Quick Dicom Batch Editor Better Jun 2026
, such as incorrect slice thickness or imaging sequences, before they are processed. Batch Format Conversion : Quickly convert uncompressed files to JPEG/JPEG Lossless or transform old NEMA 2 files to modern DICOM Part 10. specific scripting examples for these features or see a comparison of existing software How to Anonymize DICOM images / edit DICOM tags
Removing Protected Health Information (PHI) to comply with HIPAA or GDPR regulations.
DICOM (Digital Imaging and Communications in Medicine) is a standard for medical imaging data exchange. In medical imaging, DICOM files are widely used to store and manage images from various modalities such as MRI, CT, and ultrasound. However, sometimes these images require editing or anonymization before they can be used for research, clinical trials, or shared with other healthcare professionals. This is where a Quick DICOM Batch Editor comes into play. quick dicom batch editor
Ability to edit, add, or remove tags (sequences or private tags) in bulk.

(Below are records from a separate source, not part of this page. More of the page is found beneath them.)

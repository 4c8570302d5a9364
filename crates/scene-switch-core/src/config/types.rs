//! Configuration types

use serde::{Deserialize, Serialize};
use std::collections::BTreeMap;
use std::time::Duration;

use super::ConfigError;

/// Default configuration file name, resolved against the working directory.
pub const DEFAULT_CONFIG_FILE: &str = "scene_switcher.toml";

/// Scene pair for one watched process: `(scene while running, scene while not running)`.
pub type SceneBinding = (String, String);

/// Complete configuration
#[derive(Debug, Clone, PartialEq, Serialize, Deserialize)]
pub struct Config {
    /// Address of the host's pipe endpoint
    #[serde(default = "default_pipe_name")]
    pub pipe_name: String,
    /// Seconds between process checks
    #[serde(default = "default_check_interval")]
    pub check_interval: f64,
    /// Consecutive connect failures tolerated before the long cooldown
    #[serde(default = "default_reconnect_attempts")]
    pub reconnect_attempts: u32,
    /// Base reconnect delay in seconds, multiplied by the failure count
    #[serde(default = "default_reconnect_delay")]
    pub reconnect_delay: f64,
    /// Seconds to wait for a response line before the connection is dropped
    #[serde(default = "default_read_timeout")]
    pub read_timeout: f64,
    /// Executable name -> [scene while running, scene while not running]
    #[serde(default)]
    pub processes: BTreeMap<String, SceneBinding>,
}

impl Default for Config {
    fn default() -> Self {
        let mut processes = BTreeMap::new();
        processes.insert(
            "League of Legends.exe".to_string(),
            ("In game".to_string(), "Fuera de juego".to_string()),
        );
        Self {
            pipe_name: default_pipe_name(),
            check_interval: default_check_interval(),
            reconnect_attempts: default_reconnect_attempts(),
            reconnect_delay: default_reconnect_delay(),
            read_timeout: default_read_timeout(),
            processes,
        }
    }
}

/// Platform default for the host pipe address.
pub fn default_pipe_name() -> String {
    if cfg!(windows) {
        r"\\.\pipe\slobs".to_string()
    } else {
        "/tmp/slobs.sock".to_string()
    }
}

fn default_check_interval() -> f64 {
    1.0
}

fn default_reconnect_attempts() -> u32 {
    5
}

fn default_reconnect_delay() -> f64 {
    2.0
}

fn default_read_timeout() -> f64 {
    5.0
}

impl Config {
    /// Poll interval between reconciliation cycles.
    pub fn check_interval(&self) -> Duration {
        Duration::from_secs_f64(self.check_interval)
    }

    /// Unit of the linear reconnect backoff.
    pub fn reconnect_delay(&self) -> Duration {
        Duration::from_secs_f64(self.reconnect_delay)
    }

    /// Deadline for a single response line.
    pub fn read_timeout(&self) -> Duration {
        Duration::from_secs_f64(self.read_timeout)
    }

    /// Check the invariants the loader relies on.
    ///
    /// # Errors
    ///
    /// Returns [`ConfigError::Invalid`] naming the first offending key.
    pub fn validate(&self) -> Result<(), ConfigError> {
        if self.pipe_name.trim().is_empty() {
            return Err(invalid("pipe_name must not be empty"));
        }
        for (key, value) in [
            ("check_interval", self.check_interval),
            ("reconnect_delay", self.reconnect_delay),
            ("read_timeout", self.read_timeout),
        ] {
            if !value.is_finite() || value <= 0.0 {
                return Err(invalid(format!("{key} must be a positive number, got {value}")));
            }
            if Duration::try_from_secs_f64(value).is_err() {
                return Err(invalid(format!("{key} is too large to be a duration, got {value}")));
            }
        }
        if self.reconnect_attempts == 0 {
            return Err(invalid("reconnect_attempts must be at least 1"));
        }
        for (process, (scene_on, scene_off)) in &self.processes {
            if process.trim().is_empty() {
                return Err(invalid("process names must not be empty"));
            }
            if scene_on.trim().is_empty() || scene_off.trim().is_empty() {
                return Err(invalid(format!("scene names for '{process}' must not be empty")));
            }
        }
        Ok(())
    }
}

fn invalid(message: impl Into<String>) -> ConfigError {
    ConfigError::Invalid {
        message: message.into(),
    }
}
//! Configuration file loading and creation

use super::types::Config;
use std::path::Path;
use thiserror::Error;
use tracing::{error, info};

/// Configuration error
#[derive(Debug, Error)]
pub enum ConfigError {
    /// I/O error
    #[error("I/O error: {0}")]
    Io(#[from] std::io::Error),

    /// TOML parsing error
    #[error("TOML parsing error: {0}")]
    TomlParse(#[from] toml::de::Error),

    /// TOML serialization error
    #[error("TOML serialization error: {0}")]
    TomlSerialize(#[from] toml::ser::Error),

    /// A value is present but out of range
    #[error("invalid configuration: {message}")]
    Invalid { message: String },
}

/// Load the configuration, creating the file with defaults when it is missing.
///
/// This never fails: any error while creating, reading, parsing or validating
/// the file is logged and the in-memory defaults are returned.
pub fn load_or_create(path: &Path) -> Config {
    if !path.exists() {
        info!(
            "Configuration file not found, creating one at {}",
            path.display()
        );
        if let Err(e) = write_default_config(path) {
            error!("Failed to create configuration file: {e}");
            return Config::default();
        }
    }

    match load_config_file(path) {
        Ok(config) => {
            info!("Configuration loaded from {}", path.display());
            config
        }
        Err(e) => {
            error!("Failed to load configuration: {e}. Using defaults.");
            Config::default()
        }
    }
}

/// Read, parse and validate a configuration file.
///
/// # Errors
///
/// Returns an error if the file cannot be read, is not valid TOML, or fails
/// [`Config::validate`].
pub fn load_config_file(path: &Path) -> Result<Config, ConfigError> {
    let contents = std::fs::read_to_string(path)?;
    let config: Config = toml::from_str(&contents)?;
    config.validate()?;
    Ok(config)
}

/// Write [`Config::default`] to `path`, creating parent directories.
///
/// # Errors
///
/// Returns an error if serialization or any filesystem operation fails.
pub fn write_default_config(path: &Path) -> Result<(), ConfigError> {
    if let Some(parent) = path.parent()
        && !parent.as_os_str().is_empty()
    {
        std::fs::create_dir_all(parent)?;
    }
    let contents = toml::to_string_pretty(&Config::default())?;
    std::fs::write(path, contents)?;
    Ok(())
}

Orthanc is a lightweight, RESTful DICOM server, but it doubles as an incredible automated batch editor. Using its built-in Lua scripting or Python plugins, you can set up a "drop folder" where any uploaded DICOM file is instantly modified, anonymized, and routed to a new destination. Entirely automated, web-based UI, highly scalable. Cons: Higher learning curve; requires server setup. Commercial DICOM Editors (Best for Clinical Environments) , such as incorrect slice thickness or imaging
In the fast-paced world of medical imaging, radiology departments, research facilities, and AI development teams face a common bottleneck: . Whether you are anonymizing patient data for research, updating tags for PACS migration, or prepping datasets for machine learning, manually editing DICOM files is tedious, time-consuming, and prone to error.
Set a filter: Condition: Modality equals "DX" AND StudyDescription contains "CHEST PA" . DICOM (Digital Imaging and Communications in Medicine) is
The first version was modest: a clean interface, a rule list, and an action preview. Mira added operations one by one — rename patient fields uniformly, correct study dates by a day when scanners were mis-set, append standardized study descriptions, and remove or hash identifiers for research exports. She designed the rules to be reversible, writing backups automatically so nothing would be lost.